-- Raw data follows --

use crate::error::{ScriptError, Span};
use crate::value::{Value, ValueKind};
use std::collections::HashMap;

/// A builtin method: receiver, evaluated arguments, call site.
pub type BuiltinFn = fn(&Value, &[Value], &Span) -> Result<Value, ScriptError>;

const ALL_KINDS: [ValueKind; 9] = [
    ValueKind::Null,
    ValueKind::Bool,
    ValueKind::Int,
    ValueKind::Double,
    ValueKind::String,
    ValueKind::List,
    ValueKind::Object,
    ValueKind::Class,
    ValueKind::Function,
];

/// Methods available on values by intrinsic kind, e.g. `"abc".uppercase()`
/// or `items.add(4)`.
pub struct Builtins {
    methods: HashMap<ValueKind, HashMap<&'static str, BuiltinFn>>,
}

impl Default for Builtins {
    fn default() -> Self {
        Self::new()
    }
}

impl Builtins {
    pub fn new() -> Self {
        let mut builtins = Self {
            methods: HashMap::new(),
        };

        for kind in ALL_KINDS {
            builtins.register(kind, "getType", get_type);
            builtins.register(kind, "asString", as_string);
        }

        builtins.register(ValueKind::String, "length", string_length);
        builtins.register(ValueKind::String, "reversed", string_reversed);
        builtins.register(ValueKind::String, "uppercase", string_uppercase);
        builtins.register(ValueKind::String, "lowercase", string_lowercase);
        builtins.register(ValueKind::String, "asInt", string_as_int);
        builtins.register(ValueKind::String, "asDouble", string_as_double);

        builtins.register(ValueKind::List, "length", list_length);
        builtins.register(ValueKind::List, "add", list_add);
        builtins.register(ValueKind::List, "reverse", list_reverse);
        builtins.register(ValueKind::List, "reversed", list_reversed);
        builtins.register(ValueKind::List, "clear", list_clear);

        builtins.register(ValueKind::Object, "count", object_count);
        builtins.register(ValueKind::Object, "containsKey", object_contains_key);
        builtins.register(ValueKind::Object, "get", object_get);
        builtins.register(ValueKind::Object, "set", object_set);
        builtins.register(ValueKind::Object, "keys", object_keys);

        builtins
    }

    pub fn register(&mut self, kind: ValueKind, name: &'static str, method: BuiltinFn) {
        self.methods.entry(kind).or_default().insert(name, method);
    }

    pub fn lookup(&self, kind: ValueKind, name: &str) -> Option<BuiltinFn> {
        self.methods.get(&kind)?.get(name).copied()
    }

    /// Invokes `name` on `receiver`. `None` means no such builtin exists for
    /// the receiver's kind.
    pub fn call(
        &self,
        receiver: &Value,
        name: &str,
        args: &[Value],
        span: &Span,
    ) -> Option<Result<Value, ScriptError>> {
        self.lookup(receiver.kind(), name)
            .map(|method| method(receiver, args, span))
    }
}

fn expect_args(name: &str, args: &[Value], count: usize, span: &Span) -> Result<(), ScriptError> {
    if args.len() == count {
        Ok(())
    } else {
        Err(ScriptError::runtime_error(
            *span,
            format!(
                "{}() takes exactly {} argument{}, got {}",
                name,
                count,
                if count == 1 { "" } else { "s" },
                args.len()
            ),
        ))
    }
}

fn string_arg<'a>(name: &str, value: &'a Value, span: &Span) -> Result<&'a str, ScriptError> {
    match value {
        Value::String(s) => Ok(s),
        other => Err(ScriptError::runtime_error(
            *span,
            format!("{}() expects a string key, got '{}'", name, other.type_name()),
        )),
    }
}

fn get_type(receiver: &Value, args: &[Value], span: &Span) -> Result<Value, ScriptError> {
    expect_args("getType", args, 0, span)?;
    Ok(Value::String(receiver.type_name().to_string()))
}

fn as_string(receiver: &Value, args: &[Value], span: &Span) -> Result<Value, ScriptError> {
    expect_args("asString", args, 0, span)?;
    Ok(Value::String(receiver.to_string()))
}

fn receiver_str(receiver: &Value) -> &str {
    match receiver {
        Value::String(s) => s,
        _ => "",
    }
}

fn string_length(receiver: &Value, args: &[Value], span: &Span) -> Result<Value, ScriptError> {
    expect_args("length", args, 0, span)?;
    Ok(Value::Int(receiver_str(receiver).chars().count() as i64))
}

fn string_reversed(receiver: &Value, args: &[Value], span: &Span) -> Result<Value, ScriptError> {
    expect_args("reversed", args, 0, span)?;
    Ok(Value::String(receiver_str(receiver).chars().rev().collect()))
}

fn string_uppercase(receiver: &Value, args: &[Value], span: &Span) -> Result<Value, ScriptError> {
    expect_args("uppercase", args, 0, span)?;
    Ok(Value::String(receiver_str(receiver).to_uppercase()))
}

fn string_lowercase(receiver: &Value, args: &[Value], span: &Span) -> Result<Value, ScriptError> {
    expect_args("lowercase", args, 0, span)?;
    Ok(Value::String(receiver_str(receiver).to_lowercase()))
}

fn string_as_int(receiver: &Value, args: &[Value], span: &Span) -> Result<Value, ScriptError> {
    expect_args("asInt", args, 0, span)?;
    let text = receiver_str(receiver);
    text.trim().parse::<i64>().map(Value::Int).map_err(|_| {
        ScriptError::runtime_error(*span, format!("Can't convert '{}' to an int", text))
    })
}

fn string_as_double(receiver: &Value, args: &[Value], span: &Span) -> Result<Value, ScriptError> {
    expect_args("asDouble", args, 0, span)?;
    let text = receiver_str(receiver);
    text.trim().parse::<f64>().map(Value::Double).map_err(|_| {
        ScriptError::runtime_error(*span, format!("Can't convert '{}' to a double", text))
    })
}

fn list_length(receiver: &Value, args: &[Value], span: &Span) -> Result<Value, ScriptError> {
    expect_args("length", args, 0, span)?;
    match receiver {
        Value::List(list) => Ok(Value::Int(list.borrow().len() as i64)),
        _ => Ok(Value::Int(0)),
    }
}

fn list_add(receiver: &Value, args: &[Value], span: &Span) -> Result<Value, ScriptError> {
    expect_args("add", args, 1, span)?;
    if let Value::List(list) = receiver {
        list.borrow_mut().add(args[0].clone());
    }
    Ok(Value::Null)
}

fn list_reverse(receiver: &Value, args: &[Value], span: &Span) -> Result<Value, ScriptError> {
    expect_args("reverse", args, 0, span)?;
    if let Value::List(list) = receiver {
        list.borrow_mut().reverse();
    }
    Ok(Value::Null)
}

fn list_reversed(receiver: &Value, args: &[Value], span: &Span) -> Result<Value, ScriptError> {
    expect_args("reversed", args, 0, span)?;
    match receiver {
        Value::List(list) => Ok(Value::new_list(list.borrow().reversed().to_vec())),
        _ => Ok(Value::new_list(Vec::new())),
    }
}

fn list_clear(receiver: &Value, args: &[Value], span: &Span) -> Result<Value, ScriptError> {
    expect_args("clear", args, 0, span)?;
    if let Value::List(list) = receiver {
        list.borrow_mut().clear();
    }
    Ok(Value::Null)
}

fn object_count(receiver: &Value, args: &[Value], span: &Span) -> Result<Value, ScriptError> {
    expect_args("count", args, 0, span)?;
    match receiver {
        Value::Object(object) => Ok(Value::Int(object.borrow().len() as i64)),
        _ => Ok(Value::Int(0)),
    }
}

fn object_contains_key(
    receiver: &Value,
    args: &[Value],
    span: &Span,
) -> Result<Value, ScriptError> {
    expect_args("containsKey", args, 1, span)?;
    let key = string_arg("containsKey", &args[0], span)?;
    match receiver {
        Value::Object(object) => Ok(Value::Bool(object.borrow().contains_key(key))),
        _ => Ok(Value::Bool(false)),
    }
}

fn object_get(receiver: &Value, args: &[Value], span: &Span) -> Result<Value, ScriptError> {
    expect_args("get", args, 1, span)?;
    let key = string_arg("get", &args[0], span)?;
    let found = match receiver {
        Value::Object(object) => object.borrow().get(key),
        _ => None,
    };
    found.ok_or_else(|| {
        ScriptError::runtime_error(*span, format!("Object does not contain key '{}'", key))
    })
}

fn object_set(receiver: &Value, args: &[Value], span: &Span) -> Result<Value, ScriptError> {
    expect_args("set", args, 2, span)?;
    let key = string_arg("set", &args[0], span)?;
    if let Value::Object(object) = receiver {
        object.borrow_mut().set(key, args[1].clone());
    }
    Ok(Value::Null)
}

fn object_keys(receiver: &Value, args: &[Value], span: &Span) -> Result<Value, ScriptError> {
    expect_args("keys", args, 0, span)?;
    let keys = match receiver {
        Value::Object(object) => object
            .borrow()
            .keys()
            .map(|key| Value::String(key.to_string()))
            .collect(),
        _ => Vec::new(),
    };
    Ok(Value::new_list(keys))
}

#[cfg(test)]
mod tests {
    use super::*;
    use crate::collections::EasyObject;
    use pretty_assertions::assert_eq;

    fn call(receiver: &Value, name: &str, args: &[Value]) -> Result<Value, ScriptError> {
        Builtins::new()
            .call(receiver, name, args, &Span::default())
            .unwrap_or_else(|| panic!("no builtin '{}' for {}", name, receiver.type_name()))
    }

    fn string(s: &str) -> Value {
        Value::String(s.to_string())
    }

    #[test]
    fn string_methods() {
        let s = string("Hello");
        assert_eq!(call(&s, "length", &[]).unwrap(), Value::Int(5));
        assert_eq!(call(&s, "reversed", &[]).unwrap(), string("olleH"));
        assert_eq!(call(&s, "uppercase", &[]).unwrap(), string("HELLO"));
        assert_eq!(call(&s, "lowercase", &[]).unwrap(), string("hello"));
        assert_eq!(call(&string(" 42 "), "asInt", &[]).unwrap(), Value::Int(42));
        assert_eq!(call(&string("2.5"), "asDouble", &[]).unwrap(), Value::Double(2.5));
        assert!(call(&string("abc"), "asInt", &[]).is_err());
    }

    #[test]
    fn list_methods_mutate_in_place() {
        let list = Value::new_list(vec![Value::Int(1), Value::Int(2)]);
        call(&list, "add", &[Value::Int(3)]).unwrap();
        assert_eq!(call(&list, "length", &[]).unwrap(), Value::Int(3));

        let reversed = call(&list, "reversed", &[]).unwrap();
        assert_eq!(reversed.to_string(), "[3, 2, 1]");
        assert_eq!(list.to_string(), "[1, 2, 3]");

        call(&list, "reverse", &[]).unwrap();
        assert_eq!(list.to_string(), "[3, 2, 1]");

        call(&list, "clear", &[]).unwrap();
        assert_eq!(call(&list, "length", &[]).unwrap(), Value::Int(0));
    }

    #[test]
    fn object_methods() {
        let object = Value::new_object(EasyObject::new());
        call(&object, "set", &[string("Name"), string("Rex")]).unwrap();

        assert_eq!(call(&object, "count", &[]).unwrap(), Value::Int(1));
        assert_eq!(call(&object, "containsKey", &[string("name")]).unwrap(), Value::Bool(true));
        assert_eq!(call(&object, "get", &[string("NAME")]).unwrap(), string("Rex"));
        assert_eq!(call(&object, "keys", &[]).unwrap().to_string(), "[\"Name\"]");

        let error = call(&object, "get", &[string("age")]).unwrap_err();
        assert_eq!(error.message, "Object does not contain key 'age'");
    }

    #[test]
    fn every_kind_has_get_type_and_as_string() {
        assert_eq!(call(&Value::Int(3), "getType", &[]).unwrap(), string("int"));
        assert_eq!(call(&Value::Double(1.0), "asString", &[]).unwrap(), string("1.0"));
        assert_eq!(call(&Value::Null, "getType", &[]).unwrap(), string("null"));
    }

    #[test]
    fn unknown_methods_are_not_found() {
        let builtins = Builtins::new();
        assert!(builtins
            .call(&Value::Int(1), "length", &[], &Span::default())
            .is_none());
    }

    #[test]
    fn wrong_argument_count_is_an_error() {
        let list = Value::new_list(Vec::new());
        let error = call(&list, "add", &[]).unwrap_err();
        assert_eq!(error.message, "add() takes exactly 1 argument, got 0");
    }
}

-- Raw data concluded --

→ **Problem to work on**: Each line of the entries where the string "clone" occurs should be shown.

→ **Task response**:
        list.borrow_mut().add(args[0].clone());
        object.borrow_mut().set(key, args[1].clone());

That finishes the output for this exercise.